Shane Watson is a writer, Youtuber and prevention specialist. He speaks to kids and adults about substance use for an organization called Not My Kid. It’s a nonprofit that educates students not only about addiction, but also unhealthy relationships, depression, self-injury, bullying, and suicide. His blog is called the Silver Ladder and he has an unbelievable story of addiction and recovery. Here is a glimpse of his experience.
If being regularly jolted awake by the tormented screams of inmates in neighboring cells wasn’t bad enough, there was the fact that I was sharing a cell made for a single inmate with three other people. We were crowded four-deep in a tiny cell, and there was no escaping the smell. To call it unpleasant would be putting it lightly. It was overpowering.
Shane was addicted to alcohol, cocaine, methamphetamines, and heroin. He is a felon. He is now clean and sober and helping the future generation to stay that way too.
I am a living example that people can change.
CLEAN DATE: Nov 29th, 2011
Listen to Shane’s story!
Here are a few highlights from our interview. To get the full story please join us on the podcast now!
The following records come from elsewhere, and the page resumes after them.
use std::path::PathBuf;
use std::process::ExitCode;
use std::sync::Arc;
use std::time::Duration;

use clap::Parser;
use tracing_subscriber::EnvFilter;

use atlas_gateway::api::{self, AppState};
use atlas_gateway::{
    Config, EngineConfig, PatternIndex, SttConfig, Transcriber, Vocabulary, WhisperStt,
};

/// Atlas - Voice country-guessing gateway
#[derive(Parser)]
#[command(name = "atlas", version, about)]
struct Cli {
    /// Path to the vocabulary file
    #[arg(long, env = "ATLAS_VOCAB", default_value = "countries.txt")]
    vocab: PathBuf,

    /// Port to listen on
    #[arg(long, env = "ATLAS_PORT", default_value = "8000")]
    port: u16,

    /// Word capacity of each session's token buffer
    #[arg(long, default_value = "500")]
    buffer_capacity: usize,

    /// Transcription interval in milliseconds
    #[arg(long, default_value = "1000")]
    transcribe_interval_ms: u64,

    /// Matching interval in milliseconds
    #[arg(long, default_value = "500")]
    match_interval_ms: u64,

    /// OpenAI API key for Whisper transcription
    #[arg(long, env = "OPENAI_API_KEY", hide_env_values = true, default_value = "")]
    openai_api_key: String,

    /// STT model identifier
    #[arg(long, env = "ATLAS_STT_MODEL", default_value = "whisper-1")]
    stt_model: String,

    /// Increase verbosity (-v, -vv, -vvv)
    #[arg(short, long, action = clap::ArgAction::Count)]
    verbose: u8,
}

#[tokio::main]
async fn main() -> ExitCode {
    let cli = Cli::parse();

    // Set up logging based on verbosity
    let filter = match cli.verbose {
        0 => "info,atlas_gateway=info",
        1 => "info,atlas_gateway=debug",
        2 => "debug",
        _ => "trace",
    };

    tracing_subscriber::fmt()
        .with_env_filter(EnvFilter::new(filter))
        .init();

    match run(cli).await {
        Ok(()) => ExitCode::SUCCESS,
        Err(e) => {
            tracing::error!("fatal: {e}");
            ExitCode::FAILURE
        }
    }
}

async fn run(cli: Cli) -> anyhow::Result<()> {
    let config = Config {
        vocab_path: cli.vocab,
        port: cli.port,
        engine: EngineConfig {
            buffer_capacity: cli.buffer_capacity,
            transcribe_interval: Duration::from_millis(cli.transcribe_interval_ms),
            match_interval: Duration::from_millis(cli.match_interval_ms),
        },
        stt: SttConfig {
            api_key: cli.openai_api_key,
            model: cli.stt_model,
        },
    };

    // Fatal startup path: vocabulary, index, and transcriber must all be
    // ready before any connection is accepted.
    let vocab = Vocabulary::load(&config.vocab_path)?;
    tracing::info!(
        countries = vocab.canonical().len(),
        alternates = vocab.aliases().len(),
        "loaded vocabulary"
    );

    let index = Arc::new(PatternIndex::compile(&vocab)?);
    tracing::info!(patterns = index.len(), "compiled pattern index");

    let transcriber: Arc<dyn Transcriber> =
        Arc::new(WhisperStt::new(config.stt.api_key.clone(), config.stt.model.clone())?);

    let state = Arc::new(AppState {
        index,
        transcriber,
        engine: config.engine.clone(),
    });

    tracing::info!(port = config.port, "atlas gateway ready");
    api::serve(state, config.port).await?;

    Ok(())
}
//! Streaming matching engine
//!
//! The consumer half of a session: on a fixed polling period it snapshots the
//! token buffer, scans it with the shared [`PatternIndex`], reports countries
//! not yet guessed this session, and trims the fully-scanned prefix. Polling
//! (rather than event-driven matching) is deliberate — words arrive in
//! discrete batches from the producer, and re-scanning the whole bounded
//! buffer keeps matches that span batch boundaries correct.

use std::sync::Arc;
use std::time::Duration;

use tokio::sync::mpsc;
use tokio_util::sync::CancellationToken;

use crate::session::{SessionState, SharedSession};
use crate::vocab::PatternIndex;

/// Run one matching tick against the session state
///
/// Scans the current buffer snapshot, records every not-yet-guessed country
/// in occurrence order, then consumes the scanned prefix up to the maximum
/// end offset over all occurrences — already-guessed countries advance the
/// boundary too, since their text needs no rescan. Trailing words with no
/// match yet stay buffered so multi-word names can complete on a later tick.
///
/// Returns the newly recognized countries, earliest-ending first.
pub fn match_tick(index: &PatternIndex, state: &mut SessionState) -> Vec<String> {
    if state.buffer.is_empty() {
        return Vec::new();
    }

    let text = state.buffer.snapshot();
    let occurrences = index.scan(&text);

    let mut newly = Vec::new();
    let mut boundary = 0;
    for occurrence in &occurrences {
        if !state.guessed.contains(occurrence.term) {
            state.guessed.insert(occurrence.term.to_string());
            newly.push(occurrence.term.to_string());
        }
        boundary = boundary.max(occurrence.end);
    }

    if boundary > 0 {
        state.buffer.consume(words_within(&text, boundary));
    }

    newly
}

/// Count the words fully covered by the scanned prefix `text[..end]`
fn words_within(text: &str, end: usize) -> usize {
    text[..end].matches(' ').count() + 1
}

/// Consumer loop: poll, match, emit, until cancelled
///
/// Each newly recognized country goes out over `events`; if the receiving
/// side is gone the loop logs and exits without propagating a failure.
pub async fn run_matcher(
    index: Arc<PatternIndex>,
    session: SharedSession,
    events: mpsc::Sender<String>,
    interval: Duration,
    cancel: CancellationToken,
) {
    loop {
        tokio::select! {
            () = cancel.cancelled() => {
                tracing::debug!("matcher loop cancelled");
                return;
            }
            () = tokio::time::sleep(interval) => {}
        }

        let newly = {
            let mut state = session.lock().await;
            match_tick(&index, &mut state)
        };

        for country in newly {
            tracing::info!(country = %country, "correct guess");
            if events.send(country).await.is_err() {
                tracing::warn!("event channel closed, stopping matcher loop");
                return;
            }
        }
    }
}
Shane didn’t come from trauma and tragedy. He loved life with his family, until middle school where he was an outcast. He was awkward and desperately wanted to fit in, but not only did he not fit in, he stood out.
I was just different.
Bullied viciously, Shane became willing to do anything to get friendship. He compromised his health and safety. He risked getting into trouble just to be accepted. He was really just entertainment for the kids he thought were his friends, but it filled his need for approval.
That’s why he first tried alcohol. Although he was curious, it was mostly to impress a friend. He felt wonderful right away and saw it as a solution to his problems. There was no immediate disaster, so he thought that there wasn’t a price to pay for it.
Once in high school, Shane drank more and more, up to the point he used alcohol daily. He put aside his music, writing, and art to focus on drinking. He remembers noticing how his life was being taken over and thinking, “This might be out of control.” But just as soon as he had that thought, he pushed it out of his mind, justifying his drinking like a seasoned addict.
After college, Shane went from alcohol, pot, and pills to cocaine, meth, and heroin. The drugs consumed his life and damaged his relationships.
Shane got married during a period of sobriety. His wife had no idea. She fell in love with the real him, but he started using again and hiding. They were already having problems before their honeymoon phase was even over. He was lying about where he was and about where all the money was going. He couldn’t keep a job because he couldn’t ever make it to work.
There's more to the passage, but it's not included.